__Data in this exercise__

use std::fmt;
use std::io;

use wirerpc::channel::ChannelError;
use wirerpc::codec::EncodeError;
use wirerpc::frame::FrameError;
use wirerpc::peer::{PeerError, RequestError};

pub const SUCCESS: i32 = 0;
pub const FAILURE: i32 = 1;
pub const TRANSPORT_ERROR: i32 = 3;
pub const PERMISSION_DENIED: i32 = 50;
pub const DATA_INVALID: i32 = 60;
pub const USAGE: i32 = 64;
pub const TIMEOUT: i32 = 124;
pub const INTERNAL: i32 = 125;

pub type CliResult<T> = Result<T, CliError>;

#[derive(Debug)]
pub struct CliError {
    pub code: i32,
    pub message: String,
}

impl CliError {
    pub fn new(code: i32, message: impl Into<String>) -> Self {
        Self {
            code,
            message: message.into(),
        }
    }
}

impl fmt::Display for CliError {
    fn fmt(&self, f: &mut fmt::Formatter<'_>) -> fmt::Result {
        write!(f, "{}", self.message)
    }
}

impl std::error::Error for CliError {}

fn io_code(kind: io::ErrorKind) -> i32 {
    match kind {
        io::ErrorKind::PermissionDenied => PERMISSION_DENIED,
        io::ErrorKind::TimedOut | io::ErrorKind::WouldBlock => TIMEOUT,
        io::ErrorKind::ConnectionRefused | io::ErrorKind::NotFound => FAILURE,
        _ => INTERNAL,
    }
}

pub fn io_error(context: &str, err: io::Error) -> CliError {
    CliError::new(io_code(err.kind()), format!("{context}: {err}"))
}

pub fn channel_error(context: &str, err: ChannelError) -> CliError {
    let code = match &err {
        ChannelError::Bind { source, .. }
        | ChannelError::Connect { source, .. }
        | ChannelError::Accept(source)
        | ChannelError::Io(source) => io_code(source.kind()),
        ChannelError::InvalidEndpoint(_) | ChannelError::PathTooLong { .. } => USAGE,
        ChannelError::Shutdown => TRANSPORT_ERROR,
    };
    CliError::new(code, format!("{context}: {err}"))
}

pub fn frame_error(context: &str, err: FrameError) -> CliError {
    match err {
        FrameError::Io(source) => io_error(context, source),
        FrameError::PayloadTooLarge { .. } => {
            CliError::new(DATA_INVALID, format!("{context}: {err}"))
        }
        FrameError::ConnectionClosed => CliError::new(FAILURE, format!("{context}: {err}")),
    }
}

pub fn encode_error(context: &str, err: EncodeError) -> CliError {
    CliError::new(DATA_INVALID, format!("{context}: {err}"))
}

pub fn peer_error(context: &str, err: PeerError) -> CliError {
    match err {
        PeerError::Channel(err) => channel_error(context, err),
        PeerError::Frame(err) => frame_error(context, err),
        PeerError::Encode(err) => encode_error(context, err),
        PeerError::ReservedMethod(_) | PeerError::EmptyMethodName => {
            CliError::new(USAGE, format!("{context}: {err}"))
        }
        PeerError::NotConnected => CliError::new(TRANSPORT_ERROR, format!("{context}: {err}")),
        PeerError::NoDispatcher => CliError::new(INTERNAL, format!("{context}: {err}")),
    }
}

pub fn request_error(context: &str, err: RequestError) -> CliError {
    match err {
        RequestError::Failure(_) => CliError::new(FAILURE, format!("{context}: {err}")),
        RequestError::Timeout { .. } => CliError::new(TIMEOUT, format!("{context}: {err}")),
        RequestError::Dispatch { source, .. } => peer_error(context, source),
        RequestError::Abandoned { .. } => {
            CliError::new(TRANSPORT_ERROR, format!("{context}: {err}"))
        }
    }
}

* * *

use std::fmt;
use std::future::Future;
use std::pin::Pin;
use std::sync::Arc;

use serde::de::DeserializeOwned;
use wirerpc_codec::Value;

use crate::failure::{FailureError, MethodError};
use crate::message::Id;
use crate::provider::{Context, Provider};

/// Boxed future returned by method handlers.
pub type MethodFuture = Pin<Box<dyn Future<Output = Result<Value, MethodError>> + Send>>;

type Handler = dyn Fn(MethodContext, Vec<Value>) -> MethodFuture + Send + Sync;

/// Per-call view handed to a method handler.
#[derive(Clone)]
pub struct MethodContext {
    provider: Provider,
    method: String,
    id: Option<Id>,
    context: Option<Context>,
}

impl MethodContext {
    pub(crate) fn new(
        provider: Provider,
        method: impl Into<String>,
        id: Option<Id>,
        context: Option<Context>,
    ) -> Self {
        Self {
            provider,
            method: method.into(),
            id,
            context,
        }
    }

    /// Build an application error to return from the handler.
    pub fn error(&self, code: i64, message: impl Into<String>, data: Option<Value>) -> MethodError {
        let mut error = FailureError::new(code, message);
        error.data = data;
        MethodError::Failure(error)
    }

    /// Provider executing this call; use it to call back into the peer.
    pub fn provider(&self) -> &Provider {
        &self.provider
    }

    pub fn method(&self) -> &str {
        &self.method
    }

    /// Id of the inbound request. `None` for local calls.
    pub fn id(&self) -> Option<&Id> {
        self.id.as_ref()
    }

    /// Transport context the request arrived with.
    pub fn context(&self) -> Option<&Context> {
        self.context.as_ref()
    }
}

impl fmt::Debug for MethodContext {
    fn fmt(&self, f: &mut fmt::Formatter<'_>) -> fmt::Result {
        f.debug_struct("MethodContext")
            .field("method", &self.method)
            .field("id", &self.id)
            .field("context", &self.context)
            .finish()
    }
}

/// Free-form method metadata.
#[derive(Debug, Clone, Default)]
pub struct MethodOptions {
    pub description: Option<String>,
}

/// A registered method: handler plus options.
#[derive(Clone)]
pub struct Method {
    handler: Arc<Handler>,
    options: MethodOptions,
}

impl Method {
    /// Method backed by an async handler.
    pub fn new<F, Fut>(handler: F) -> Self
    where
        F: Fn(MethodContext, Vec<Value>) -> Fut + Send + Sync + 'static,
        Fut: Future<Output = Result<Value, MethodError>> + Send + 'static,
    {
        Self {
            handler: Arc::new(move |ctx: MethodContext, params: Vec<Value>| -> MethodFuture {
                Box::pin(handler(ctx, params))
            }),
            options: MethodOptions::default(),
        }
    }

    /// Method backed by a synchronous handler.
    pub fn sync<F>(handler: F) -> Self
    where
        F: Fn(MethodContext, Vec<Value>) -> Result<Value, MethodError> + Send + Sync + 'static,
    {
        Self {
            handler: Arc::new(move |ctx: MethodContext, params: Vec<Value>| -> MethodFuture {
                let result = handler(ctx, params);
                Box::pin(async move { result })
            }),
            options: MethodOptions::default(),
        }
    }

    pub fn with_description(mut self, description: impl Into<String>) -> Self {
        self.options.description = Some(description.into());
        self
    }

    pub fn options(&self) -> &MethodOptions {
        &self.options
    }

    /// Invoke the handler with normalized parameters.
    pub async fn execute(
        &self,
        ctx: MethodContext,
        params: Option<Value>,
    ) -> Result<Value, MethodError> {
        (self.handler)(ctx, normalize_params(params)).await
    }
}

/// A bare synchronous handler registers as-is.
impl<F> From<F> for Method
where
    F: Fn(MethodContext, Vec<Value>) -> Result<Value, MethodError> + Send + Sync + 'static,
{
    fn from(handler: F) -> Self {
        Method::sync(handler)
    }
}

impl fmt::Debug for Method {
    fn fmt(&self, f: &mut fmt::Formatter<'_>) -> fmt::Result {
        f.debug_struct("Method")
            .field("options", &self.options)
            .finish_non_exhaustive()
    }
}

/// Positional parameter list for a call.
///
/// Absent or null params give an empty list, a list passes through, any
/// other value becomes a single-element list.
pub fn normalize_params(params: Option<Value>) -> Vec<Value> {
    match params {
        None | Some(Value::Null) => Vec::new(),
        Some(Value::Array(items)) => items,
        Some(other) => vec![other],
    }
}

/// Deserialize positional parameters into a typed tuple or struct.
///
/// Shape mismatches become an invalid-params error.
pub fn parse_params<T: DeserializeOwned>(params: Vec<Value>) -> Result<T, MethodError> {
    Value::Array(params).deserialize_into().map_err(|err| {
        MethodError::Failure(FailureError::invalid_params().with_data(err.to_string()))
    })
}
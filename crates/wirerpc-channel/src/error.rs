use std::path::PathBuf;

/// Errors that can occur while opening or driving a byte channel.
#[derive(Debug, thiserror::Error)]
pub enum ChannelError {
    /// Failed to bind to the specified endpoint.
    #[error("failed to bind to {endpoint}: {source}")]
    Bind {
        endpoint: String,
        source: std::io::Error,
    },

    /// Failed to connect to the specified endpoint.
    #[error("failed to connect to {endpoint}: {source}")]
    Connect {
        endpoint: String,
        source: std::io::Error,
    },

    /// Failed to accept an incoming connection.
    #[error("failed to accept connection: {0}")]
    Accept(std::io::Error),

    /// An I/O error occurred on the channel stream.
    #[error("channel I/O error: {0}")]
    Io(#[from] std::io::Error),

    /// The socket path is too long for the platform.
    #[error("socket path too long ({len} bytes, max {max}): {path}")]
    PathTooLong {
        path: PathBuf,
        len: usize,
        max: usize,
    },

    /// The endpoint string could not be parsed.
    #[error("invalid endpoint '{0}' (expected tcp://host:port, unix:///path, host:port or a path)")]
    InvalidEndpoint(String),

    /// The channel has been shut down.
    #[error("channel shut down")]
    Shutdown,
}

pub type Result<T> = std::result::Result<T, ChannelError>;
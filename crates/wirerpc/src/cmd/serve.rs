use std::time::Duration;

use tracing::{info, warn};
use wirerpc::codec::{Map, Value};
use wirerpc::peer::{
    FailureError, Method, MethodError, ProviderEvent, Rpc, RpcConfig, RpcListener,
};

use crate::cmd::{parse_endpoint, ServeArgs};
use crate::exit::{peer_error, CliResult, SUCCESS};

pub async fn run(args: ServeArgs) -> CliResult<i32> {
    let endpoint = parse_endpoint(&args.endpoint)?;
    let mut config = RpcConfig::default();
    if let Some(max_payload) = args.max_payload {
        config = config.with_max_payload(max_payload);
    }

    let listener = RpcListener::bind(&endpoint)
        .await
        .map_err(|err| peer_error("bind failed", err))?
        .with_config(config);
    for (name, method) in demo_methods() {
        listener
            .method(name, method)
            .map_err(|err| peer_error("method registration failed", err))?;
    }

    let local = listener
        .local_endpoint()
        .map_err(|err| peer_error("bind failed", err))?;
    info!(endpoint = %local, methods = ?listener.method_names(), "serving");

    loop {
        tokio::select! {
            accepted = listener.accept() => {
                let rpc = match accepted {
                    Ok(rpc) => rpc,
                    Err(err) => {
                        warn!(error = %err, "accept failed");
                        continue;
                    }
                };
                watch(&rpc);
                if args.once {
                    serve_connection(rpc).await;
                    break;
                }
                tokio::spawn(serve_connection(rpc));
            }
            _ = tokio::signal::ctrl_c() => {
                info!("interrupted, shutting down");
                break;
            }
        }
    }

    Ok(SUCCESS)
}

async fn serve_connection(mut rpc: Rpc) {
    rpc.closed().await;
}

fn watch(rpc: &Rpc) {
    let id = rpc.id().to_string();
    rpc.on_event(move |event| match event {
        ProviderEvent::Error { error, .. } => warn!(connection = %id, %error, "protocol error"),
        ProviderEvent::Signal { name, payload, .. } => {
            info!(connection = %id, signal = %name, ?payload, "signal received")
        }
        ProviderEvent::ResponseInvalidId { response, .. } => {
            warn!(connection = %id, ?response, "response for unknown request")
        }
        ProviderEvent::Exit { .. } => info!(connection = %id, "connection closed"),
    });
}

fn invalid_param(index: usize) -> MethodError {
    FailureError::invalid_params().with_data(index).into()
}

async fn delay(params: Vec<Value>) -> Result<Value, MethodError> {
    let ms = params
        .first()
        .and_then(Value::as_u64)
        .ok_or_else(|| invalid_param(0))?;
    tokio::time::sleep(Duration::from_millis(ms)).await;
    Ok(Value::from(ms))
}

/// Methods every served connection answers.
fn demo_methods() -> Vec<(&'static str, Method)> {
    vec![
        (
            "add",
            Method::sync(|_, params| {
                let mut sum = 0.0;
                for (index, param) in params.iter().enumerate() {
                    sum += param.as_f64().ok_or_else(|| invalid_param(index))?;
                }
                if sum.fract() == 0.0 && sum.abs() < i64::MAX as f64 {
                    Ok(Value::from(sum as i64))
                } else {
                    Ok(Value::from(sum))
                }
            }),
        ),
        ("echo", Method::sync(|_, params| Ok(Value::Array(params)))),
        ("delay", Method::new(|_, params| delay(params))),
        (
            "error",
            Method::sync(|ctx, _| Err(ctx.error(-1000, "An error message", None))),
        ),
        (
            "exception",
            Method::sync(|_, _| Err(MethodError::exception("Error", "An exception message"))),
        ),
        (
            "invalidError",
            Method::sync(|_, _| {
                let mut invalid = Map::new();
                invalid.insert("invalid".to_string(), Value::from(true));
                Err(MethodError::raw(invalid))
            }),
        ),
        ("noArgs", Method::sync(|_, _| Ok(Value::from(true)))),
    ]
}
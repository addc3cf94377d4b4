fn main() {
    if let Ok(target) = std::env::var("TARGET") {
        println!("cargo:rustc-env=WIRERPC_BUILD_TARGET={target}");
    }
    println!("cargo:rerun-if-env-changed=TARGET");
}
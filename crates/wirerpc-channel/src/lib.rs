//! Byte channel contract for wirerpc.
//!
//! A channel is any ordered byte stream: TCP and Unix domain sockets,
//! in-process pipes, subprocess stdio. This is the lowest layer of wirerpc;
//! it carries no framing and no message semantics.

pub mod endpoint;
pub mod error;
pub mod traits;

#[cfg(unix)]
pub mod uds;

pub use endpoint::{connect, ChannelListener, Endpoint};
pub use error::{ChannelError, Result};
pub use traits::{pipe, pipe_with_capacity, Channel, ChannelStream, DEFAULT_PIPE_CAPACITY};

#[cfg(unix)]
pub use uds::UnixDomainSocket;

* * *

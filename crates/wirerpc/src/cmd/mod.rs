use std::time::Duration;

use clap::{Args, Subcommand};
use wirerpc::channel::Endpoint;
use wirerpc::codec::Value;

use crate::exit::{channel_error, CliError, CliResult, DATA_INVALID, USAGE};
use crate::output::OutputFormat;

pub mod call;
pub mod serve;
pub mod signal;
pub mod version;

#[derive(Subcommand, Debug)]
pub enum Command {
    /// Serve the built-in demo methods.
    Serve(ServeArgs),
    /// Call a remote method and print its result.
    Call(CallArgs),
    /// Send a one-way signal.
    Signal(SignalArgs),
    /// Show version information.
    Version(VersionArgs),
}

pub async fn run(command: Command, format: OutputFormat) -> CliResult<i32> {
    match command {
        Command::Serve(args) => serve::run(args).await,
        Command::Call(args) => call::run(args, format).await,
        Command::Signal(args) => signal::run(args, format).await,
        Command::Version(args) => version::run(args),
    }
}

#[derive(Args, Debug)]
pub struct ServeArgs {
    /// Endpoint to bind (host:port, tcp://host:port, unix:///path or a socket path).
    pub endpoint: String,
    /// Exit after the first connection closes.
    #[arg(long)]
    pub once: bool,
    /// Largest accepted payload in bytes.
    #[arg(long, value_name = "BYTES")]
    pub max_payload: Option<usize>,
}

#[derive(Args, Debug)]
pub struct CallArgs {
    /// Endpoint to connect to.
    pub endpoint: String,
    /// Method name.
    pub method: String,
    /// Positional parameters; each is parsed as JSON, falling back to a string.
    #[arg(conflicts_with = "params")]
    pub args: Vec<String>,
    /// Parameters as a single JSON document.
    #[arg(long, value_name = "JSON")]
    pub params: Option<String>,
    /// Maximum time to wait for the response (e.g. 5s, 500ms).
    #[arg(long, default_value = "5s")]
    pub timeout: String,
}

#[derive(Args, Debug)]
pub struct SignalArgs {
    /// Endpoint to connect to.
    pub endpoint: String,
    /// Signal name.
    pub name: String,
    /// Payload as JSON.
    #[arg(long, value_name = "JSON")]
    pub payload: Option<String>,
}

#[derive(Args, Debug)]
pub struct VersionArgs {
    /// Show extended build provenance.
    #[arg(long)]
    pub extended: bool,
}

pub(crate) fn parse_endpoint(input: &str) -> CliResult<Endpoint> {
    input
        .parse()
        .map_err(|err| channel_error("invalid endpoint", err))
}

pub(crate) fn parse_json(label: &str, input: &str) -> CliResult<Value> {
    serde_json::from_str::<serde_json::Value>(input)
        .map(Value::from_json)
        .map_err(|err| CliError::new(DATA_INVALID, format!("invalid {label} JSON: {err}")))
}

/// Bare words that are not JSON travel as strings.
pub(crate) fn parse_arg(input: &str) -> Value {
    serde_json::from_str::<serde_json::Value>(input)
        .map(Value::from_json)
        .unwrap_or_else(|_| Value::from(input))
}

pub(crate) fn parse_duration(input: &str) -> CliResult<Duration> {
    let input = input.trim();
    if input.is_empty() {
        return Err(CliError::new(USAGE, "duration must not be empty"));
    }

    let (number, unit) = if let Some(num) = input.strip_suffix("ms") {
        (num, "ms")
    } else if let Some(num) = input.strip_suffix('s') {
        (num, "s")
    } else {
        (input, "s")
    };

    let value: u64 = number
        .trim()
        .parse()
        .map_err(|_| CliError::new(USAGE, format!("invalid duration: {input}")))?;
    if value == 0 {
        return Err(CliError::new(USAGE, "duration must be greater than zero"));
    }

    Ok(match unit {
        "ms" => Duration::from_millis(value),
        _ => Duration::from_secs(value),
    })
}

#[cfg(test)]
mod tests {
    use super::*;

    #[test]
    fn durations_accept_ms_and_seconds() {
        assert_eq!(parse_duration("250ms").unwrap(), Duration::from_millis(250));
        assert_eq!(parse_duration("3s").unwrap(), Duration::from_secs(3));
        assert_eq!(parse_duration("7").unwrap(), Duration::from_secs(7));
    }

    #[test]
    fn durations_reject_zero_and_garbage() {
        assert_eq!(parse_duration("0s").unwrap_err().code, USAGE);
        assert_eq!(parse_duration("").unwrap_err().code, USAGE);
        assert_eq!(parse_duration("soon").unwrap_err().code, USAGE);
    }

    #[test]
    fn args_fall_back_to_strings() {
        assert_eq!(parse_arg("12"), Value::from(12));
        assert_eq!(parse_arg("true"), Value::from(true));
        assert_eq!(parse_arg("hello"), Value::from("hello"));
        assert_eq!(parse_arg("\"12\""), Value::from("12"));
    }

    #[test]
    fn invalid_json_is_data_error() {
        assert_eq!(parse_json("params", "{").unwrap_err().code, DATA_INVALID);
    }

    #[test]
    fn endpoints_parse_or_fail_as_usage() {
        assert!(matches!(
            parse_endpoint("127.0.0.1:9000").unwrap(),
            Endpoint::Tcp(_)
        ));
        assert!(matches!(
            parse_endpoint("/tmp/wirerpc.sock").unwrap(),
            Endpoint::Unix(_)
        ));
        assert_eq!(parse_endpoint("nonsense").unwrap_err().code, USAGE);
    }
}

__Problem details__
Restate word for word the entries above, starting at the line with "pub fn new<F, Fut>(handler: F) -> Self" and ending at the line with "Box::pin(handler(ctx, params))", inclusive, and no others.

__Task output__
    pub fn new<F, Fut>(handler: F) -> Self
    where
        F: Fn(MethodContext, Vec<Value>) -> Fut + Send + Sync + 'static,
        Fut: Future<Output = Result<Value, MethodError>> + Send + 'static,
    {
        Self {
            handler: Arc::new(move |ctx: MethodContext, params: Vec<Value>| -> MethodFuture {
                Box::pin(handler(ctx, params))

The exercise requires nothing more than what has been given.